KEY POINTS
  • FEMA intends to award two Indefinite Delivery-Indefinite Quantity awards with a total value of about $3 billion to contractors that can provide trained vaccinators to help with the Covid-19 vaccine rollout.
  • FEMA said it anticipates accepting bids by mid-February and hopes to award the contracts in early to mid-March.
  • President Biden announced last month his administration's plan to deploy FEMA to build and help staff vaccine sites in a move to ramp up the pace of vaccinations.
Spc. Katherine Deskins of the Nevada Army National Guard administers a Moderna COVID-19 vaccination to Federal Emergency Management Agency Urban Search and Rescue Personnel Director Dennis West on the first day of Clark County's pilot vaccination program at Cashman Center on January 14, 2021 in Las Vegas, Nevada.
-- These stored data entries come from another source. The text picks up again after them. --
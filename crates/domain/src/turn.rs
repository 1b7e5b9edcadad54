//! Conversation primitives shared by the history store, the enrichment
//! engine and the orchestrator.

use chrono::{DateTime, Utc};
use serde::{Deserialize, Serialize};
use std::fmt;

// ━━━━━━━━━━━━━━━━━━━━━━━━━━━━━━━━━━━━━━━━━━━━━━━━━━━━━━━━━━━━━━━━━━
// Session identity
// ━━━━━━━━━━━━━━━━━━━━━━━━━━━━━━━━━━━━━━━━━━━━━━━━━━━━━━━━━━━━━━━━━━

/// Identifies one conversation of one user. Never changes once created.
#[derive(Debug, Clone, PartialEq, Eq, Hash, Serialize, Deserialize)]
pub struct SessionKey {
    pub session_id: String,
    pub user_id: String,
}

impl SessionKey {
    pub fn new(session_id: impl Into<String>, user_id: impl Into<String>) -> Self {
        Self {
            session_id: session_id.into(),
            user_id: user_id.into(),
        }
    }
}

impl fmt::Display for SessionKey {
    fn fmt(&self, f: &mut fmt::Formatter<'_>) -> fmt::Result {
        write!(f, "{}/{}", self.user_id, self.session_id)
    }
}

// ━━━━━━━━━━━━━━━━━━━━━━━━━━━━━━━━━━━━━━━━━━━━━━━━━━━━━━━━━━━━━━━━━━
// Turns
// ━━━━━━━━━━━━━━━━━━━━━━━━━━━━━━━━━━━━━━━━━━━━━━━━━━━━━━━━━━━━━━━━━━

#[derive(Debug, Clone, Copy, PartialEq, Eq, Serialize, Deserialize)]
#[serde(rename_all = "lowercase")]
pub enum Role {
    Human,
    Assistant,
}

/// One message in a session's history. Only assistant turns carry
/// metadata.
#[derive(Debug, Clone, Serialize, Deserialize)]
pub struct Turn {
    pub role: Role,
    pub content: String,
    pub timestamp: DateTime<Utc>,
    #[serde(default, skip_serializing_if = "Option::is_none")]
    pub metadata: Option<serde_json::Value>,
}

impl Turn {
    pub fn human(content: impl Into<String>) -> Self {
        Self {
            role: Role::Human,
            content: content.into(),
            timestamp: Utc::now(),
            metadata: None,
        }
    }

    pub fn assistant(content: impl Into<String>, metadata: serde_json::Value) -> Self {
        Self {
            role: Role::Assistant,
            content: content.into(),
            timestamp: Utc::now(),
            metadata: Some(metadata),
        }
    }

    pub fn is_human(&self) -> bool {
        self.role == Role::Human
    }
}

// ━━━━━━━━━━━━━━━━━━━━━━━━━━━━━━━━━━━━━━━━━━━━━━━━━━━━━━━━━━━━━━━━━━
// Documents
// ━━━━━━━━━━━━━━━━━━━━━━━━━━━━━━━━━━━━━━━━━━━━━━━━━━━━━━━━━━━━━━━━━━

/// A retrieved chunk of workspace content.
#[derive(Debug, Clone, PartialEq, Serialize, Deserialize)]
pub struct Document {
    #[serde(alias = "page_content")]
    pub content: String,
    #[serde(default = "empty_object")]
    pub metadata: serde_json::Value,
}

impl Document {
    pub fn new(content: impl Into<String>) -> Self {
        Self {
            content: content.into(),
            metadata: empty_object(),
        }
    }

    pub fn with_metadata(mut self, metadata: serde_json::Value) -> Self {
        self.metadata = metadata;
        self
    }
}

fn empty_object() -> serde_json::Value {
    serde_json::Value::Object(serde_json::Map::new())
}
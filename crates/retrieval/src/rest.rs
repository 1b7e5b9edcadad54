//! REST implementation of [`DocumentRetriever`].
//!
//! `RestDocumentRetriever` posts the query to
//! `{base_url}/workspaces/{workspaceId}/query`, with automatic retry and
//! exponential back-off on transient (5xx / timeout / connect) failures.

use std::time::{Duration, Instant};

use async_trait::async_trait;
use pl_domain::config::RetrievalConfig;
use pl_domain::error::{Error, Result};
use pl_domain::trace::TraceEvent;
use pl_domain::turn::Document;
use reqwest::{Client, RequestBuilder, Response, StatusCode, Url};
use uuid::Uuid;

use crate::retriever::DocumentRetriever;
use crate::types::{WorkspaceQueryRequest, WorkspaceQueryResponse};

// ━━━━━━━━━━━━━━━━━━━━━━━━━━━━━━━━━━━━━━━━━━━━━━━━━━━━━━━━━━━━━━━━━━
// Client
// ━━━━━━━━━━━━━━━━━━━━━━━━━━━━━━━━━━━━━━━━━━━━━━━━━━━━━━━━━━━━━━━━━━

/// Created once at startup and shared; the underlying `reqwest::Client`
/// keeps a connection pool.
#[derive(Debug, Clone)]
pub struct RestDocumentRetriever {
    http: Client,
    base_url: Url,
    api_key: Option<String>,
    limit: usize,
    threshold: Option<f32>,
    max_retries: u32,
    initial_backoff: Duration,
}

impl RestDocumentRetriever {
    pub fn new(cfg: &RetrievalConfig) -> Result<Self> {
        let http = Client::builder()
            .timeout(Duration::from_millis(cfg.timeout_ms))
            .build()
            .map_err(|e| Error::Http(e.to_string()))?;

        let base_url = Url::parse(cfg.base_url.trim_end_matches('/'))
            .map_err(|e| Error::Config(format!("retrieval.base_url {:?}: {e}", cfg.base_url)))?;
        if base_url.cannot_be_a_base() {
            return Err(Error::Config(format!(
                "retrieval.base_url {:?} cannot carry a path",
                cfg.base_url
            )));
        }

        Ok(Self {
            http,
            base_url,
            api_key: resolve_api_key(cfg),
            limit: cfg.limit,
            threshold: cfg.threshold,
            max_retries: cfg.max_retries,
            initial_backoff: Duration::from_millis(100),
        })
    }

    /// Override the first retry delay (doubles per attempt).
    pub fn with_initial_backoff(mut self, backoff: Duration) -> Self {
        self.initial_backoff = backoff;
        self
    }

    // ── request helpers ──────────────────────────────────────────────

    fn decorate(&self, rb: RequestBuilder) -> RequestBuilder {
        let rb = rb
            .header("X-Client-Type", "parley")
            .header("X-Trace-Id", Uuid::new_v4().to_string());
        match self.api_key {
            Some(ref key) => rb.header("X-Api-Key", key),
            None => rb,
        }
    }

    /// `{base}/workspaces/{id}/query` with the id percent-encoded as one
    /// path segment.
    pub fn query_url(&self, workspace_id: &str) -> Url {
        let mut url = self.base_url.clone();
        if let Ok(mut segments) = url.path_segments_mut() {
            segments
                .pop_if_empty()
                .extend(["workspaces", workspace_id, "query"]);
        }
        url
    }

    // ── retry engine ─────────────────────────────────────────────────

    /// Retries on 5xx and on transport errors; 4xx are permanent. Emits a
    /// `TraceEvent::RetrievalCall` after every attempt.
    async fn execute_with_retry(
        &self,
        endpoint: &str,
        build_request: impl Fn() -> RequestBuilder,
    ) -> Result<Response> {
        let mut last_err: Option<Error> = None;

        for attempt in 0..=self.max_retries {
            if attempt > 0 {
                let backoff = self.initial_backoff * 2u32.saturating_pow(attempt - 1);
                tokio::time::sleep(backoff).await;
            }

            let start = Instant::now();
            let result = self.decorate(build_request()).send().await;
            let duration_ms = start.elapsed().as_millis() as u64;

            match result {
                Ok(resp) => {
                    let status = resp.status();
                    TraceEvent::RetrievalCall {
                        endpoint: endpoint.to_owned(),
                        status: status.as_u16(),
                        duration_ms,
                    }
                    .emit();

                    if status.is_server_error() {
                        let body = resp.text().await.unwrap_or_default();
                        tracing::debug!(endpoint, attempt, status = status.as_u16(), "transient retrieval failure");
                        last_err = Some(Error::Retrieval(format!(
                            "{endpoint} returned {}: {body}",
                            status.as_u16()
                        )));
                        continue;
                    }

                    if status.is_client_error() {
                        let body = resp.text().await.unwrap_or_default();
                        if status == StatusCode::UNAUTHORIZED || status == StatusCode::FORBIDDEN {
                            return Err(Error::Auth(format!(
                                "{endpoint} auth failed ({}): {body}",
                                status.as_u16()
                            )));
                        }
                        return Err(Error::Retrieval(format!(
                            "{endpoint} returned {}: {body}",
                            status.as_u16()
                        )));
                    }

                    return Ok(resp);
                }
                Err(e) => {
                    TraceEvent::RetrievalCall {
                        endpoint: endpoint.to_owned(),
                        status: e.status().map(|s| s.as_u16()).unwrap_or(0),
                        duration_ms,
                    }
                    .emit();
                    last_err = Some(from_reqwest(e));
                }
            }
        }

        Err(last_err.unwrap_or_else(|| Error::Retrieval(format!("{endpoint}: all retries exhausted"))))
    }
}

// ━━━━━━━━━━━━━━━━━━━━━━━━━━━━━━━━━━━━━━━━━━━━━━━━━━━━━━━━━━━━━━━━━━
// Trait implementation
// ━━━━━━━━━━━━━━━━━━━━━━━━━━━━━━━━━━━━━━━━━━━━━━━━━━━━━━━━━━━━━━━━━━

#[async_trait]
impl DocumentRetriever for RestDocumentRetriever {
    async fn query(&self, workspace_id: &str, text: &str) -> Result<Vec<Document>> {
        let url = self.query_url(workspace_id);
        let req = WorkspaceQueryRequest {
            query: text.to_owned(),
            limit: self.limit,
            threshold: self.threshold,
        };

        let resp = self
            .execute_with_retry("POST /workspaces/{id}/query", || {
                self.http.post(url.clone()).json(&req)
            })
            .await?;

        let body = resp.text().await.map_err(from_reqwest)?;
        let parsed: WorkspaceQueryResponse = serde_json::from_str(&body)
            .map_err(|e| Error::Retrieval(format!("failed to parse query response: {e}: {body}")))?;

        Ok(parsed
            .items
            .into_iter()
            .map(|dto| dto.into_document())
            .collect())
    }

    fn name(&self) -> &str {
        "rest"
    }
}

// ━━━━━━━━━━━━━━━━━━━━━━━━━━━━━━━━━━━━━━━━━━━━━━━━━━━━━━━━━━━━━━━━━━
// Helpers
// ━━━━━━━━━━━━━━━━━━━━━━━━━━━━━━━━━━━━━━━━━━━━━━━━━━━━━━━━━━━━━━━━━━

fn resolve_api_key(cfg: &RetrievalConfig) -> Option<String> {
    if let Some(ref key) = cfg.api_key {
        return Some(key.clone());
    }
    let var = cfg.api_key_env.as_deref()?;
    match std::env::var(var) {
        Ok(key) => Some(key),
        Err(_) => {
            tracing::warn!(env_var = %var, "retrieval API key variable not set, querying without a key");
            None
        }
    }
}

/// Timeouts become `Error::Timeout`; everything else `Error::Http`.
pub fn from_reqwest(e: reqwest::Error) -> Error {
    if e.is_timeout() {
        Error::Timeout(e.to_string())
    } else {
        Error::Http(e.to_string())
    }
}

#[cfg(test)]
mod tests {
    use super::*;

    fn retriever(base_url: &str) -> RestDocumentRetriever {
        RestDocumentRetriever::new(&RetrievalConfig {
            base_url: base_url.into(),
            ..Default::default()
        })
        .unwrap()
    }

    #[test]
    fn query_url_appends_segments() {
        let r = retriever("http://localhost:5000/api/");
        assert_eq!(
            r.query_url("w1").as_str(),
            "http://localhost:5000/api/workspaces/w1/query"
        );
    }

    #[test]
    fn workspace_id_is_encoded() {
        let r = retriever("http://localhost:5000");
        assert_eq!(
            r.query_url("team a/b").as_str(),
            "http://localhost:5000/workspaces/team%20a%2Fb/query"
        );
    }

    #[test]
    fn invalid_base_url_is_config_error() {
        let err = RestDocumentRetriever::new(&RetrievalConfig {
            base_url: "not a url".into(),
            ..Default::default()
        })
        .unwrap_err();
        assert!(matches!(err, Error::Config(_)));
    }

    #[test]
    fn api_key_from_env() {
        std::env::set_var("PL_TEST_RETRIEVAL_KEY_5150", "rk-1");
        let cfg = RetrievalConfig {
            api_key_env: Some("PL_TEST_RETRIEVAL_KEY_5150".into()),
            ..Default::default()
        };
        assert_eq!(resolve_api_key(&cfg).as_deref(), Some("rk-1"));
        std::env::remove_var("PL_TEST_RETRIEVAL_KEY_5150");
    }
}
use pl_domain::config::EnrichmentStrategy;
use pl_domain::trace::TraceEvent;
use serde::{Deserialize, Serialize};

/// What one enrichment run did. Emitted as a trace event and summarized
/// in the turn's metadata record.
#[derive(Debug, Clone, PartialEq, Serialize, Deserialize)]
pub struct EnrichmentReport {
    pub strategy: EnrichmentStrategy,
    pub input_chars: usize,
    pub output_chars: usize,
    pub documents_previewed: usize,
    /// Previews whose document was longer than the preview budget.
    pub previews_truncated: usize,
    /// The raw prompt was used because the strategy failed.
    pub fallback: bool,
    /// Set when a model-assisted rewrite hit the output cap.
    pub output_capped: bool,
}

impl EnrichmentReport {
    pub(crate) fn new(strategy: EnrichmentStrategy, input: &str) -> Self {
        Self {
            strategy,
            input_chars: input.chars().count(),
            output_chars: 0,
            documents_previewed: 0,
            previews_truncated: 0,
            fallback: false,
            output_capped: false,
        }
    }

    pub fn emit(&self) {
        TraceEvent::PromptEnriched {
            strategy: self.strategy.as_str().to_string(),
            input_chars: self.input_chars,
            output_chars: self.output_chars,
            documents_previewed: self.documents_previewed,
            previews_truncated: self.previews_truncated,
            fallback: self.fallback,
        }
        .emit();
    }
}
The Federal Emergency Management Agency is seeking bids on two contracts worth $3 billion to hire thousands of medical personnel to help staff federal and state Covid vaccine sites around the country.

The agency expects to start taking bids as soon as next week and hopes to award the contracts in early to mid-March, according to a 13-page description of the contract released this week to gauge industry interest. A representative for FEMA confirmed to CNBC that the agency is "proactively engaging with industry" to prepare to help state and federally managed vaccination sites administer the shots.